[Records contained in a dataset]
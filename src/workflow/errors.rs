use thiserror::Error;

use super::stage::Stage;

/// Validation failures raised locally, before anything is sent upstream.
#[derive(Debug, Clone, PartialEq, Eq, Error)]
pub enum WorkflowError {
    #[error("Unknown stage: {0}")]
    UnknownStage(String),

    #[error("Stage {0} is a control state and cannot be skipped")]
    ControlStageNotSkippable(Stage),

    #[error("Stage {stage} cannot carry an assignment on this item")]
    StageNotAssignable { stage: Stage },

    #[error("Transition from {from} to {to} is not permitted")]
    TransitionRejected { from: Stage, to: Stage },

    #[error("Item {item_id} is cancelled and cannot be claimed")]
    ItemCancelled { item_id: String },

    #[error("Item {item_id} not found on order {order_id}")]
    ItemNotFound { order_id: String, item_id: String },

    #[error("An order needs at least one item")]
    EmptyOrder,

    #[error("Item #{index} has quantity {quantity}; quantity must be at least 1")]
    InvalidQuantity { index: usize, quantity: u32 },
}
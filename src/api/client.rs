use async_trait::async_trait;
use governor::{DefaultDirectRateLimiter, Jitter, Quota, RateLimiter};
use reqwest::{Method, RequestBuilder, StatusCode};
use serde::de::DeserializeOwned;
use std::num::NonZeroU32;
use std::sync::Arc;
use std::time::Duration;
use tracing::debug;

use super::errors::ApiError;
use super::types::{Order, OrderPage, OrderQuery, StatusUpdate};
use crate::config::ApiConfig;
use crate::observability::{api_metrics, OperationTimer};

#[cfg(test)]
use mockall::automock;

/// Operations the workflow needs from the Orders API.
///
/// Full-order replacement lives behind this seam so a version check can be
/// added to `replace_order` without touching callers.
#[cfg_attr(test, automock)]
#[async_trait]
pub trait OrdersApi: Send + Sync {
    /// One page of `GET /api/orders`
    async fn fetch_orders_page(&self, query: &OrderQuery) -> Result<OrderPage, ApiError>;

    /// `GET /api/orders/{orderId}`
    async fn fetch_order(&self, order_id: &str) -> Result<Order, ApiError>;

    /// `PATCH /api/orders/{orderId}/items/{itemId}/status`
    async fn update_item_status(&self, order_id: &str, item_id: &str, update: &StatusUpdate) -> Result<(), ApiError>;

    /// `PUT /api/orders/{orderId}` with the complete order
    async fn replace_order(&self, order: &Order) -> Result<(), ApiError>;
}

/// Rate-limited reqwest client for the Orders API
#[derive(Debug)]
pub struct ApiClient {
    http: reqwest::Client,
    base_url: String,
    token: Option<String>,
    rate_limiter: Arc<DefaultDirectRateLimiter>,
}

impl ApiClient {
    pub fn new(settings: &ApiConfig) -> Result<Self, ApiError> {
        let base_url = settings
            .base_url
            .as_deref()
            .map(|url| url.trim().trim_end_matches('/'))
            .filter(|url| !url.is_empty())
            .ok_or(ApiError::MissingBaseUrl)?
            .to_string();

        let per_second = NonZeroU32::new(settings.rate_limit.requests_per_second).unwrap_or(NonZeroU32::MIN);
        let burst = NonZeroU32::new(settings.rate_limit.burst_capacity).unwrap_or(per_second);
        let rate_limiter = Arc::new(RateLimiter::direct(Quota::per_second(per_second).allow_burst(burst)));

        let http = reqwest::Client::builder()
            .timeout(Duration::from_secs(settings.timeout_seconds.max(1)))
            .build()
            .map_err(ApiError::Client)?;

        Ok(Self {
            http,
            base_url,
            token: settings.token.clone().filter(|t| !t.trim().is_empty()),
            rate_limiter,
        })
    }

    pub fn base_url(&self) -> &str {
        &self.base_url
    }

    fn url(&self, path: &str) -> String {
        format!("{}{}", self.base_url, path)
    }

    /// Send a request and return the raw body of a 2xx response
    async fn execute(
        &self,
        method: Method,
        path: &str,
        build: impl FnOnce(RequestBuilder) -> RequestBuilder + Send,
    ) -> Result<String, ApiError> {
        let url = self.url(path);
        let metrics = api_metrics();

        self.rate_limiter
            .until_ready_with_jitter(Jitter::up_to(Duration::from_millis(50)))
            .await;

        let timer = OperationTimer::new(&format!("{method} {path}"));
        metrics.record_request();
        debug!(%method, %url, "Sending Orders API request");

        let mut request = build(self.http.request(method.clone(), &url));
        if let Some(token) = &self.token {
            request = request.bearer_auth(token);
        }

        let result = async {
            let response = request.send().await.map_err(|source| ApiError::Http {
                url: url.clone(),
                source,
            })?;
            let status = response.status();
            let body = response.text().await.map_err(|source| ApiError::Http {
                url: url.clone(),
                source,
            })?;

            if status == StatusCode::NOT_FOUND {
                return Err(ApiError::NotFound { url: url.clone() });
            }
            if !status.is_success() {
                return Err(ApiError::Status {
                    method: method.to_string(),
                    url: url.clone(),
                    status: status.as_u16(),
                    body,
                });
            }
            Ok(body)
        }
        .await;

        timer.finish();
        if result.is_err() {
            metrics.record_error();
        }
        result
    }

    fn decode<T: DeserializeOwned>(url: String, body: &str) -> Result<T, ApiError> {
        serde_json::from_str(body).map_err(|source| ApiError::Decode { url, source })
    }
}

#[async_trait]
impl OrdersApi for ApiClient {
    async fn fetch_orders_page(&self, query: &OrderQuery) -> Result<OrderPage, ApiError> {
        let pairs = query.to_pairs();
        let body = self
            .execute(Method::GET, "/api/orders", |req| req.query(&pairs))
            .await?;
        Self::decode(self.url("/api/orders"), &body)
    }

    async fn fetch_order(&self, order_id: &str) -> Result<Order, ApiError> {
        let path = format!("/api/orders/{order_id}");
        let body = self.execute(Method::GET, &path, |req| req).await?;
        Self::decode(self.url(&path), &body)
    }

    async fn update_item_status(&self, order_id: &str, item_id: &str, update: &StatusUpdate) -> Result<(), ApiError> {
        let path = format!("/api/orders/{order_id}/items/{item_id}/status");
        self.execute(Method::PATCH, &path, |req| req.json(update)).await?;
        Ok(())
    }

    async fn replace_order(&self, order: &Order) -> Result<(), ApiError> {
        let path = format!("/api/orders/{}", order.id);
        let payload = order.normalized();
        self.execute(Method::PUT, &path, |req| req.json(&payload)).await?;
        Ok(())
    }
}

» Requirement
In the records above, find each line that mentions the word "orderId", and copy it.

» Task result
    /// `GET /api/orders/{orderId}`
    /// `PATCH /api/orders/{orderId}/items/{itemId}/status`
    /// `PUT /api/orders/{orderId}` with the complete order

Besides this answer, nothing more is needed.